Die Probleme auf der Libyenroute – sie wird immer gefährlicher wegen der Situation im Land und des schlechten Wetters im Winter – haben dazu geführt, dass die Ostmittelmeerroute wichtiger geworden ist. Und die Einstellung der italienischen Mare-nostrum-Mission, deren Schiffe bis Ende 2014 auch bis unmittelbar vor die libysche Küste fuhren, um Booten in Seenot zu helfen, hat diesen Effekt verstärkt. Die Syrer sind zudem bereit, wesentlich mehr zu zahlen, nicht zuletzt um sich so eine höhere Sicherheit auf der Reise zu erkaufen.
Es ist wie Money-Transfer
Die Zahlung erfolgt in einem Büro, das nur zwei Schritte von der Meerespromenade entfernt ist. Es kostet Mühe, das Büro zu finden – es gibt keinen Hinweis, kein Schild an der Tür. Aber man muss sich bloß auf der Straße umhören. Kaum fragt man auf Arabisch, wissen alle Bescheid. Eine Tür im ersten Stock eines anonymen Gebäudes, zwei einfach eingerichtete Zimmer, und man ist am Ticketschalter für die klandestinen Reisen.

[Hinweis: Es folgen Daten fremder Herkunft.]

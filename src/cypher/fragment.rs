//! Match-fragment assembly: MATCH/WHERE clauses for a whole query graph

use super::edge_ref::EdgeRef;
use super::node_ref::NodeRef;
use crate::graph::{CompileError, CompileResult, EdgePattern, QueryGraph};
use std::collections::{HashMap, HashSet};

/// Variables already declared in the query being assembled
#[derive(Debug, Default)]
struct Declared {
    nodes: HashSet<String>,
    edges: HashSet<String>,
}

impl Declared {
    fn node(&mut self, node: &NodeRef) -> String {
        if node.is_anonymous() || self.nodes.insert(node.name().to_string()) {
            node.declaration()
        } else {
            node.reference()
        }
    }

    fn edge(&mut self, edge: &EdgeRef) -> String {
        if edge.name().is_empty() || self.edges.insert(edge.name().to_string()) {
            edge.declaration()
        } else {
            edge.reference()
        }
    }
}

/// Build the MATCH/WHERE text matching every pattern of the query graph
///
/// Orphaned nodes are matched alone first, then identifier-bound nodes (each
/// followed by a `WITH` carrying everything matched so far), then one clause
/// per edge in declaration order. `max_connectivity` caps the degree of the
/// endpoint each edge reaches second, unless that endpoint is bound to
/// identifiers.
pub fn match_fragment(graph: &QueryGraph, max_connectivity: Option<u64>) -> CompileResult<String> {
    graph.validate()?;

    let mut refs: HashMap<&str, NodeRef> = HashMap::new();
    for node in graph.nodes() {
        refs.insert(node.id.as_str(), NodeRef::compile(node)?);
    }

    let mut declared = Declared::default();
    let mut clauses = Vec::new();
    let mut matched: Vec<&str> = Vec::new();

    for node in graph.orphaned_nodes() {
        let node_ref = &refs[node.id.as_str()];
        clauses.push(format!("MATCH ({})", declared.node(node_ref)));
        if !node_ref.filters().is_empty() {
            clauses.push(format!("WHERE {}", node_ref.filters()));
        }
        matched.push(&node.id);
    }

    for node in graph.nodes() {
        if !node.is_bound() || matched.contains(&node.id.as_str()) {
            continue;
        }
        let node_ref = &refs[node.id.as_str()];
        clauses.push(format!("MATCH ({})", declared.node(node_ref)));
        if !node_ref.filters().is_empty() {
            clauses.push(format!("WHERE {}", node_ref.filters()));
        }
        matched.push(&node.id);
        clauses.push(format!("WITH {}", matched.join(", ")));
    }

    for edge in graph.edges() {
        let subject = endpoint(&refs, edge, "subject", &edge.subject)?;
        let object = endpoint(&refs, edge, "object", &edge.object)?;
        let edge_ref = EdgeRef::compile(edge, subject, object);

        let (first, second) = if edge_ref.is_reversed() {
            (object, subject)
        } else {
            (subject, object)
        };
        let first_text = declared.node(first);
        let edge_text = declared.edge(&edge_ref);
        let second_text = declared.node(second);
        clauses.push(format!("MATCH ({}){}({})", first_text, edge_text, second_text));

        let mut groups: Vec<String> = [subject.filters(), object.filters(), edge_ref.filters()]
            .into_iter()
            .filter(|f| !f.is_empty())
            .map(|f| format!("({})", f))
            .collect();
        // Identifier-bound endpoints are never capped
        if let Some(bound) = max_connectivity.filter(|_| !second.is_bound()) {
            groups.push(format!(
                "((indegree({0}) + outdegree({0})) < {1})",
                second.name(),
                bound
            ));
        }
        if !groups.is_empty() {
            clauses.push(format!("WHERE {}", groups.join(" AND ")));
        }
    }

    Ok(clauses.join("\n"))
}

fn endpoint<'a>(
    refs: &'a HashMap<&str, NodeRef>,
    edge: &EdgePattern,
    role: &'static str,
    node: &str,
) -> CompileResult<&'a NodeRef> {
    refs.get(node).ok_or_else(|| CompileError::DanglingEdgeReference {
        edge: edge.id.clone(),
        role,
        node: node.to_string(),
    })
}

Es ist wie bei einem informellen Money-Transfer-Dienstleister. Sie sammeln das Geld ein, sie legen es ins Depot und sie geben dem Einzahler einen Nummern-Code. Einmal nach Italien gelangt, ruft der Flüchtling dann die Schleuser an und teilt ihnen den Code mit. Gezahlt wird also bei Ankunft – gleichsam mit Geld-zurück-Garantie, wenn die Reise scheitert.
In Mersin werden die Passagiere nachts auf Boote geladen und zum Frachter gebracht, in dessen Bauch sie die Reise verbringen. „Sie bringen dich mit dem Auto zu einem Ort etwa 50 Kilometer von der Stadt entfernt. Dann machen die Leute einen Fußmarsch von etwa einer Stunde durch einen Wald, bis zum Strand, wo 20 bis 30 Meter lange Boote warten“, erzählt Wassim.

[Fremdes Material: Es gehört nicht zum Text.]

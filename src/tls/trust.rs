//! Trust-anchor inspection for the local certificate authority
//!
//! Installing the root into a trust store is the job of an external tool;
//! this module only looks at the file location that tool writes to.

use std::path::{Path, PathBuf};

use serde::Serialize;

/// Whether the authority root appears to be installed
#[derive(Debug, Clone, Copy, PartialEq, Eq, Serialize)]
#[serde(rename_all = "lowercase")]
pub enum TrustStatus {
    /// The current authority root is installed at the trust-anchor location
    Trusted,
    /// The location holds no certificate, or one from another authority
    Untrusted,
    /// The location cannot be determined or read
    Unavailable,
}

const PEM_CERTIFICATE_HEADER: &str = "-----BEGIN CERTIFICATE-----";

/// File-name friendly form of the authority name
pub fn authority_slug(name: &str) -> String {
    let slug: String = name
        .chars()
        .map(|c| if c.is_ascii_alphanumeric() { c.to_ascii_lowercase() } else { '-' })
        .collect();
    let slug = slug
        .split('-')
        .filter(|part| !part.is_empty())
        .collect::<Vec<_>>()
        .join("-");
    if slug.is_empty() {
        "preview-server-ca".to_string()
    } else {
        slug
    }
}

/// Platform default location of an installed authority root
pub fn default_trust_anchor(authority_name: &str) -> Option<PathBuf> {
    let file = format!("{}.crt", authority_slug(authority_name));
    if cfg!(target_os = "linux") {
        Some(PathBuf::from("/usr/local/share/ca-certificates").join(file))
    } else {
        dirs::data_local_dir().map(|dir| dir.join("preview-server").join("trust").join(file))
    }
}

/// Inspect a trust-anchor path
///
/// Only an installed copy of `authority_pem` counts as trusted; any other
/// certificate at the location belongs to a previous authority.
pub fn inspect(path: &Path, authority_pem: Option<&str>) -> TrustStatus {
    let installed = match std::fs::read_to_string(path) {
        Ok(contents) => contents,
        Err(e) if e.kind() == std::io::ErrorKind::NotFound => return TrustStatus::Untrusted,
        Err(e) => {
            tracing::debug!(path = %path.display(), error = %e, "Trust anchor unreadable");
            return TrustStatus::Unavailable;
        }
    };

    match authority_pem.map(str::trim) {
        Some(pem) if !pem.is_empty() && installed.contains(pem) => TrustStatus::Trusted,
        Some(_) if installed.contains(PEM_CERTIFICATE_HEADER) => {
            tracing::debug!(path = %path.display(), "Trust anchor holds a different authority");
            TrustStatus::Untrusted
        }
        _ => TrustStatus::Untrusted,
    }
}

Der 27-Jährige war früher einmal Uhrmacher. Er floh aus Syrien, nachdem er mehrere Monate in den Gefängnissen Baschar al-Assads verbracht hatte, da er es abgelehnt hatte, in den Kampf zu ziehen. Nachdem er auf allen erdenklichen Wegen versucht hatte, ein Visum für Europa zu bekommen, ließ er seine schwangere Frau in Damaskus zurück, kam nach Mersin und kontaktierte die Schleuser. Ein Freund, der auf der „Blue Sky M“ war, hatte ihm den Kontakt zu einem „vertrauenswürdigen Vermittler“ verschafft und ihm erzählt, wie die Reise verläuft. „Auf den kleinen Booten schiffen sie jedes Mal etwa 50 Leute ein“, erklärt Wassim. „Ich bin jetzt seit zwölf Tagen in Mersin und kann es kaum erwarten, endlich abzureisen.“
Neben ihm schüttelt Schaadi, der Buchhalter, den Kopf. Seit nunmehr drei Wochen lebt er in ewigem Warten, verbringt immer gleiche, leere, aufreibende Tage, und die Anspannung findet ihr Ventil bloß in fatalistischem Nichtstun. Während die beiden am Tisch beim hundertsten Tee weiterdiskutieren, kommt ein vielleicht dreijähriger Knirps heran und ruft laut: „Ich will das Schiff nehmen und nach Deutschland reisen!“
„Er wiederholt bloß, was er hier seit Tagen hört“, sagen die beiden, während sie kräftig lachen. So wird es sein: Auch der kleine Junge wird auf einen Frachter steigen, und wenn alles gut geht, wird er sich noch in Jahren an Mersin, die Durchgangsstadt, und an die Reise übers Meer erinnern, einem neuen Leben entgegen, fern von seinem Land, fern von einem Krieg, der ausbrach, als er noch nicht einmal geboren war.